Red Hat Training

A Red Hat training course is available for RHEL 8

53.11. 使用 Ansible playbook 确保 IdM 客户端上的 IdM 用户具有 sudo 访问权限

在身份管理(IdM)中,您可以确保对特定命令的 sudo 访问权限被授予给特定 IdM 主机上的 IdM 用户帐户。

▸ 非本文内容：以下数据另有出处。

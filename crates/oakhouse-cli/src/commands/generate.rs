use std::path::{Path, PathBuf};

use anyhow::{bail, Result};
use dialoguer::{Confirm, Input, Select};

use oakhouse_core::fields::{self, FieldOutcome, FieldSpec, SkipReason};
use oakhouse_core::generator::{routes, Generator, ResourcePaths};
use oakhouse_core::naming::ResourceName;
use oakhouse_core::splice::SpliceStatus;

use crate::output;
use crate::{FieldsArgs, GenerateTarget, NameArgs, ResourceArgs};

/// Type keywords offered by the interactive prompt.
const FIELD_TYPES: &[&str] = &["string", "text", "int", "int64", "float64", "bool", "time", "uuid"];

/// Generate code for one target inside the project at `dir`.
pub fn run(dir: &Path, target: GenerateTarget) -> Result<()> {
    match target {
        GenerateTarget::Resource(args) => resource(dir, args),
        GenerateTarget::Model(args) => {
            let (gen, name, specs) = with_fields(dir, &args, "model")?;
            output::print_file("create", &gen.model(&name, &specs)?);
            Ok(())
        }
        GenerateTarget::Repository(args) => {
            let (gen, name) = with_name(dir, &args, "repository")?;
            output::print_file("create", &gen.repository(&name)?);
            Ok(())
        }
        GenerateTarget::Service(args) => {
            let (gen, name, specs) = with_fields(dir, &args, "service")?;
            output::print_file("create", &gen.service(&name, &specs)?);
            let paths = ResourcePaths::new(&name);
            if !gen.root().join(&paths.scope).exists() || !gen.root().join(&paths.get_dto).exists() {
                output::print_warning(&format!(
                    "The service imports dto/{0} and scope/{0}; generate them with `oakhouse g dto` and `oakhouse g scope`",
                    name.lower()
                ));
            }
            Ok(())
        }
        GenerateTarget::Handler(args) => {
            let (gen, name) = with_name(dir, &args, "handler")?;
            output::print_file("create", &gen.handler(&name)?);
            Ok(())
        }
        GenerateTarget::Dto(args) => {
            let (gen, name, specs) = with_fields(dir, &args, "dto")?;
            for path in gen.dto(&name, &specs)? {
                output::print_file("create", &path);
            }
            Ok(())
        }
        GenerateTarget::Route(args) => {
            let (gen, name) = with_name(dir, &args, "route")?;
            let (path, status) = gen.route(&name)?;
            output::print_file("create", &path);
            print_route_status(&gen, &name, status);
            Ok(())
        }
        GenerateTarget::Middleware(args) => {
            let (gen, name) = with_name(dir, &args, "middleware")?;
            output::print_file("create", &gen.middleware(&name)?);
            Ok(())
        }
        GenerateTarget::Scope { target, pagination } => {
            let (gen, name, specs) = with_fields(dir, &target, "scope")?;
            let report = gen.scope(&name, &specs, pagination)?;
            output::print_file(if report.created { "create" } else { "update" }, &report.path);
            for func in &report.added {
                output::print_key_value("added", func);
            }
            if !report.created && report.added.is_empty() {
                output::print_success("All requested filters already exist");
            }
            Ok(())
        }
    }
}

fn resource(dir: &Path, args: ResourceArgs) -> Result<()> {
    let (raw_name, tokens) = if args.interactive {
        prompt_resource(args.name, args.fields)?
    } else {
        (args.name.unwrap_or_default(), args.fields)
    };

    let name = if args.skip_validation {
        ResourceName::unchecked(&raw_name)
    } else {
        let name = ResourceName::parse(&raw_name)?;
        fields::validate_tokens(&tokens)?;
        name
    };
    let specs = parse_fields(&tokens);
    let gen = Generator::open(dir)?.overwrite(args.force);

    output::print_header(&format!("oakhouse generate resource: {name}"));
    for spec in &specs {
        output::print_key_value(&spec.display_name(), spec.resolved_type.go_type());
    }

    if args.dry_run {
        return dry_run(&gen, &name);
    }

    let conflicts = gen.conflicts(&name);
    if !conflicts.is_empty() && !args.force {
        for path in &conflicts {
            output::print_error(&format!("{} already exists", path.display()));
        }
        bail!(
            "{} file(s) already exist; re-run with --force to overwrite",
            conflicts.len()
        );
    }

    let bar = output::file_progress(gen.planned_files(&name).len());
    let result = gen.resource(&name, &specs, |path| {
        bar.set_message(path.display().to_string());
        bar.inc(1);
    });
    bar.finish_and_clear();
    let report = result?;

    for path in &report.files {
        output::print_file("create", path);
    }
    print_route_status(&gen, &name, report.route_status);
    output::print_success(&format!("Resource '{name}' generated ({} files)", report.files.len()));
    Ok(())
}

fn dry_run(gen: &Generator, name: &ResourceName) -> Result<()> {
    output::print_warning("Dry run: nothing will be written");

    let conflicts = gen.conflicts(name);
    for path in gen.planned_files(name) {
        let action = if conflicts.contains(&path) {
            "overwrite"
        } else if gen.root().join(&path).exists() {
            "update"
        } else {
            "create"
        };
        output::print_file(action, &path);
    }

    let route_file = gen.route_file();
    match routes::preview_route_registration(&route_file, &gen.config().routes.layout, name.as_str()) {
        Ok(outcome) if outcome.status == SpliceStatus::Registered => {
            output::print_file("register", &gen.config().routes.file);
        }
        Ok(_) => output::print_key_value("Routes", "already registered"),
        Err(e) => output::print_error(&format!("{:#}", anyhow::Error::from(e))),
    }

    if !conflicts.is_empty() {
        output::print_warning(&format!(
            "{} existing file(s) would need --force",
            conflicts.len()
        ));
    }
    Ok(())
}

fn print_route_status(gen: &Generator, name: &ResourceName, status: SpliceStatus) {
    let file: &PathBuf = &gen.config().routes.file;
    match status {
        SpliceStatus::Registered => output::print_success(&format!(
            "Registered Setup{name}Routes in {}",
            file.display()
        )),
        SpliceStatus::AlreadyRegistered => output::print_key_value(
            "Routes",
            &format!("Setup{name}Routes already registered in {}", file.display()),
        ),
    }
}

/// Open the project and validate the name for a single-part target.
fn with_name(dir: &Path, args: &NameArgs, what: &str) -> Result<(Generator, ResourceName)> {
    let name = ResourceName::parse(&args.name)?;
    let gen = Generator::open(dir)?.overwrite(args.force);
    output::print_header(&format!("oakhouse generate {what}: {name}"));
    Ok((gen, name))
}

fn with_fields(dir: &Path, args: &FieldsArgs, what: &str) -> Result<(Generator, ResourceName, Vec<FieldSpec>)> {
    let name = ResourceName::parse(&args.name)?;
    let gen = Generator::open(dir)?.overwrite(args.force);
    output::print_header(&format!("oakhouse generate {what}: {name}"));
    Ok((gen, name, parse_fields(&args.fields)))
}

/// Lenient field parsing; skipped and defaulted tokens are reported.
fn parse_fields(tokens: &[String]) -> Vec<FieldSpec> {
    fields::parse_outcomes(tokens)
        .into_iter()
        .filter_map(|outcome| {
            match &outcome {
                FieldOutcome::Parsed(_) => {}
                FieldOutcome::DefaultedType(spec) => output::print_warning(&format!(
                    "Unknown type '{}' for field '{}', using string",
                    spec.type_token, spec.name
                )),
                FieldOutcome::Skipped { token, reason } => {
                    let why = match reason {
                        SkipReason::Separator => "expected name:type",
                        SkipReason::InvalidName => "invalid field name",
                    };
                    output::print_warning(&format!("Skipping field '{token}' ({why})"));
                }
            }
            outcome.spec().cloned()
        })
        .collect()
}

fn prompt_resource(name: Option<String>, mut tokens: Vec<String>) -> Result<(String, Vec<String>)> {
    let name = match name {
        Some(name) => name,
        None => Input::<String>::new()
            .with_prompt("Resource name (PascalCase)")
            .validate_with(|input: &String| -> std::result::Result<(), String> {
                ResourceName::parse(input).map(|_| ()).map_err(|e| e.to_string())
            })
            .interact_text()?,
    };

    loop {
        let field = Input::<String>::new()
            .with_prompt("Field name (empty to finish)")
            .allow_empty(true)
            .validate_with(|input: &String| -> std::result::Result<(), String> {
                match fields::parse_token(&format!("{input}:string")) {
                    _ if input.is_empty() => Ok(()),
                    FieldOutcome::Skipped { .. } => {
                        Err("must start with a letter and contain only letters and digits".into())
                    }
                    _ => Ok(()),
                }
            })
            .interact_text()?;
        if field.is_empty() {
            break;
        }

        let choice = Select::new()
            .with_prompt(format!("Type of '{field}'"))
            .items(FIELD_TYPES)
            .default(0)
            .interact()?;
        tokens.push(format!("{field}:{}", FIELD_TYPES[choice]));
    }

    let confirmed = Confirm::new()
        .with_prompt(format!("Generate {name} with {} field(s)?", tokens.len()))
        .default(true)
        .interact()?;
    if !confirmed {
        bail!("aborted");
    }
    Ok((name, tokens))
}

完成此流程以确保名为 idm_user_rebootsudo 规则存在。该规则授予 idm_useridmclient 机器上运行 /usr/sbin/reboot 命令的权限。

先决条件

  • 您已配置了 Ansible 控制节点以满足以下要求:

    • 您使用 Ansible 版本 2.14 或更高版本。
    • 您已在 Ansible 控制器上安装了 ansible-freeipa 软件包。
    • 示例假定在 ~/MyPlaybooks/ 目录中,您已创建了一个具有 IdM 服务器的完全限定域名(FQDN)的 Ansible 清单文件
    • 示例假定 secret.yml Ansible 库存储了 ipaadmin_password
  • 您已 确保 IdM 中存在 idm_user 用户帐户,并通过为用户创建密码解锁了帐户。有关使用命令行界面添加新 IdM 用户的详情,请参考链接: 使用命令行 添加用户。
  • idmclient 中没有本地 idm_user 帐户。idm_user 用户未列在 idmclient 上的 /etc/passwd 文件中。

流程

  1. 创建一个清单文件,如 inventory.file,并在其中定义 ipaservers

    [ipaservers]
    server.idm.example.com
  2. 添加一个或多个 sudo 命令:

    1. 创建一个 ensure-reboot-sudocmd-is-present.yml Ansible playbook,来确保 sudo 命令的 IdM 数据库中存在 /usr/sbin/reboot 命令。要简化此步骤,您可以复制并修改 /usr/share/doc/ansible-freeipa/playbooks/sudocmd/ensure-sudocmd-is-present.yml 文件中的示例:

      ---
      - name: Playbook to manage sudo command
        hosts: ipaserver
      
        vars_files:
        - /home/user_name/MyPlaybooks/secret.yml
        tasks:
        # Ensure sudo command is present
        - ipasudocmd:
            ipaadmin_password: "{{ ipaadmin_password }}"
            name: /usr/sbin/reboot
            state: present
    2. 运行 playbook:

      $ ansible-playbook --vault-password-file=password_file -v -i path_to_inventory_directory/inventory.file path_to_playbooks_directory/ensure-reboot-sudocmd-is-present.yml
  3. 创建一个引用命令的 sudo 规则:

    1. 创建一个 ensure-sudorule-for-idmuser-on-idmclient-is-present.yml Ansible playbook,来使用 sudo 命令条目确保存在 sudo 规则。sudo 规则允许 idm_user 重新启动 idmclient 机器。要简化此步骤,您可以复制并修改 /usr/share/doc/ansible-freeipa/playbooks/sudorule/ensure-sudorule-is-present.yml 文件中的示例:

      ---
      - name: Tests
        hosts: ipaserver
      
        vars_files:
        - /home/user_name/MyPlaybooks/secret.yml
        tasks:
        # Ensure a sudorule is present granting idm_user the permission to run /usr/sbin/reboot on idmclient
        - ipasudorule:
            ipaadmin_password: "{{ ipaadmin_password }}"
            name: idm_user_reboot
            description: A test sudo rule.
            allow_sudocmd: /usr/sbin/reboot
            host: idmclient.idm.example.com
            user: idm_user
            state: present
    2. 运行 playbook:

      $ ansible-playbook -v -i path_to_inventory_directory/inventory.file path_to_playbooks_directory/ensure-sudorule-for-idmuser-on-idmclient-is-present.yml

验证步骤

通过验证 idm_user 能够使用 sudo 重启 idmclient,来测试您在 IdM 服务器上确认其存在性的 sudo 规则是否在 idmclient 上可以工作。请注意,可能需要过几分钟后,服务器上所做的更改才会对客户端生效。

  1. idm_user 用户身份登录到 idmclient
  2. 使用 sudo 重新启动计算机。在提示时输入 idm_user 的密码:

    $ sudo /usr/sbin/reboot
    [sudo] password for idm_user:

如果正确配置了 sudo,则机器将重启。

其它资源

  • 请参阅 /usr/share/doc/ansible-freeipa/ 目录中的 README-sudocmd.md ,README-sudocmdgroup.mdREADME-sudorule.md 文件。